### [What you are asked to do]
Please give back only the lines below from the one containing "if config.pow.max_iterations == 0" to the one containing "if observability.metrics_enabled", each repeated word for word, both ends included.

### [Records provided]
================

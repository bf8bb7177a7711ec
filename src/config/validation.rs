//! Configuration validation.
//!
//! # Responsibilities
//! - Semantic validation (serde handles syntactic)
//! - Credentials present and well-formed
//! - Value ranges (timeouts > 0, search window > 0)
//!
//! # Design Decisions
//! - Returns all validation errors, not just first
//! - Validation is a pure function: RelayConfig → Result<(), Vec<ValidationError>>

use std::net::SocketAddr;

use thiserror::Error;
use url::Url;

use crate::config::schema::RelayConfig;

const LOG_LEVELS: &[&str] = &["trace", "debug", "info", "warn", "error"];

/// A single semantic problem in the configuration.
#[derive(Debug, Clone, PartialEq, Eq, Error)]
pub enum ValidationError {
    #[error("missing {0}")]
    Missing(&'static str),

    #[error("invalid {field}: {reason}")]
    Invalid { field: &'static str, reason: String },
}

fn invalid(field: &'static str, reason: impl Into<String>) -> ValidationError {
    ValidationError::Invalid {
        field,
        reason: reason.into(),
    }
}

fn check_http_url(field: &'static str, value: &str, errors: &mut Vec<ValidationError>) {
    match Url::parse(value) {
        Ok(url) if url.scheme() == "http" || url.scheme() == "https" => {}
        Ok(url) => errors.push(invalid(field, format!("unsupported scheme '{}'", url.scheme()))),
        Err(e) => errors.push(invalid(field, e.to_string())),
    }
}

fn is_hex(value: &str) -> bool {
    let digits = value.strip_prefix("0x").unwrap_or(value);
    !digits.is_empty() && digits.len() % 2 == 0 && digits.chars().all(|c| c.is_ascii_hexdigit())
}

/// Validate a loaded configuration.
pub fn validate_config(config: &RelayConfig) -> Result<(), Vec<ValidationError>> {
    let mut errors = Vec::new();

    if config.node.address.is_empty() {
        errors.push(ValidationError::Missing("node.address"));
    } else {
        check_http_url("node.address", &config.node.address, &mut errors);
    }
    if config.node.timeout_secs == 0 {
        errors.push(invalid("node.timeout_secs", "must be greater than zero"));
    }

    let seed = config.wallet.seed.trim();
    if seed.is_empty() {
        errors.push(ValidationError::Missing("wallet.seed"));
    } else if !is_hex(seed) {
        errors.push(invalid("wallet.seed", "must be hex encoded"));
    }

    let key = config.oracle.ethereum_private_key.trim();
    if key.is_empty() {
        errors.push(ValidationError::Missing("oracle.ethereum_private_key"));
    } else if !is_hex(key) || key.strip_prefix("0x").unwrap_or(key).len() != 64 {
        errors.push(invalid(
            "oracle.ethereum_private_key",
            "must be 32 hex-encoded bytes",
        ));
    }

    if config.pow.max_iterations == 0 {
        errors.push(invalid("pow.max_iterations", "must be greater than zero"));
    }

    if let Some(feed) = &config.feed {
        check_http_url("feed.url", &feed.url, &mut errors);
        if feed.interval_secs == 0 {
            errors.push(invalid("feed.interval_secs", "must be greater than zero"));
        }
        if feed.timeout_secs == 0 {
            errors.push(invalid("feed.timeout_secs", "must be greater than zero"));
        }
    }

    let observability = &config.observability;
    if !LOG_LEVELS.contains(&observability.log_level.as_str()) {
        errors.push(invalid(
            "observability.log_level",
            format!("expected one of {}", LOG_LEVELS.join(", ")),
        ));
    }
    if observability.metrics_enabled
        && observability.metrics_address.parse::<SocketAddr>().is_err()
    {
        errors.push(invalid(
            "observability.metrics_address",
            "must be a socket address",
        ));
    }

    if errors.is_empty() {
        Ok(())
    } else {
        Err(errors)
    }
}

#[cfg(test)]
mod tests {
    use super::*;
    use crate::config::schema::FeedConfig;

    fn valid_config() -> RelayConfig {
        let mut config = RelayConfig::default();
        config.wallet.seed = "000102030405060708090a0b0c0d0e0f".to_string();
        config.oracle.ethereum_private_key =
            "0xac0974bec39a17e36ba4a6b4d238ff944bacb478cbed5efcae784d7bf4f2ff80".to_string();
        config
    }

    #[test]
    fn test_valid_config() {
        assert!(validate_config(&valid_config()).is_ok());
    }

    #[test]
    fn test_missing_credentials_reported_together() {
        let errors = validate_config(&RelayConfig::default()).unwrap_err();
        assert!(errors.contains(&ValidationError::Missing("wallet.seed")));
        assert!(errors.contains(&ValidationError::Missing("oracle.ethereum_private_key")));
    }

    #[test]
    fn test_invalid_values() {
        let mut config = valid_config();
        config.node.address = "ftp://node".to_string();
        config.node.timeout_secs = 0;
        config.pow.max_iterations = 0;
        config.oracle.ethereum_private_key = "0x1234".to_string();
        config.feed = Some(FeedConfig {
            url: "not a url".to_string(),
            signed: false,
            interval_secs: 0,
            timeout_secs: 5,
        });
        config.observability.log_level = "loud".to_string();

        let errors = validate_config(&config).unwrap_err();
        assert_eq!(errors.len(), 7);
    }
}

================

### [Response box]
    if config.pow.max_iterations == 0 {
        errors.push(invalid("pow.max_iterations", "must be greater than zero"));
    }

    if let Some(feed) = &config.feed {
        check_http_url("feed.url", &feed.url, &mut errors);
        if feed.interval_secs == 0 {
            errors.push(invalid("feed.interval_secs", "must be greater than zero"));
        }
        if feed.timeout_secs == 0 {
            errors.push(invalid("feed.timeout_secs", "must be greater than zero"));
        }
    }

    let observability = &config.observability;
    if !LOG_LEVELS.contains(&observability.log_level.as_str()) {
        errors.push(invalid(
            "observability.log_level",
            format!("expected one of {}", LOG_LEVELS.join(", ")),
        ));
    }
    if observability.metrics_enabled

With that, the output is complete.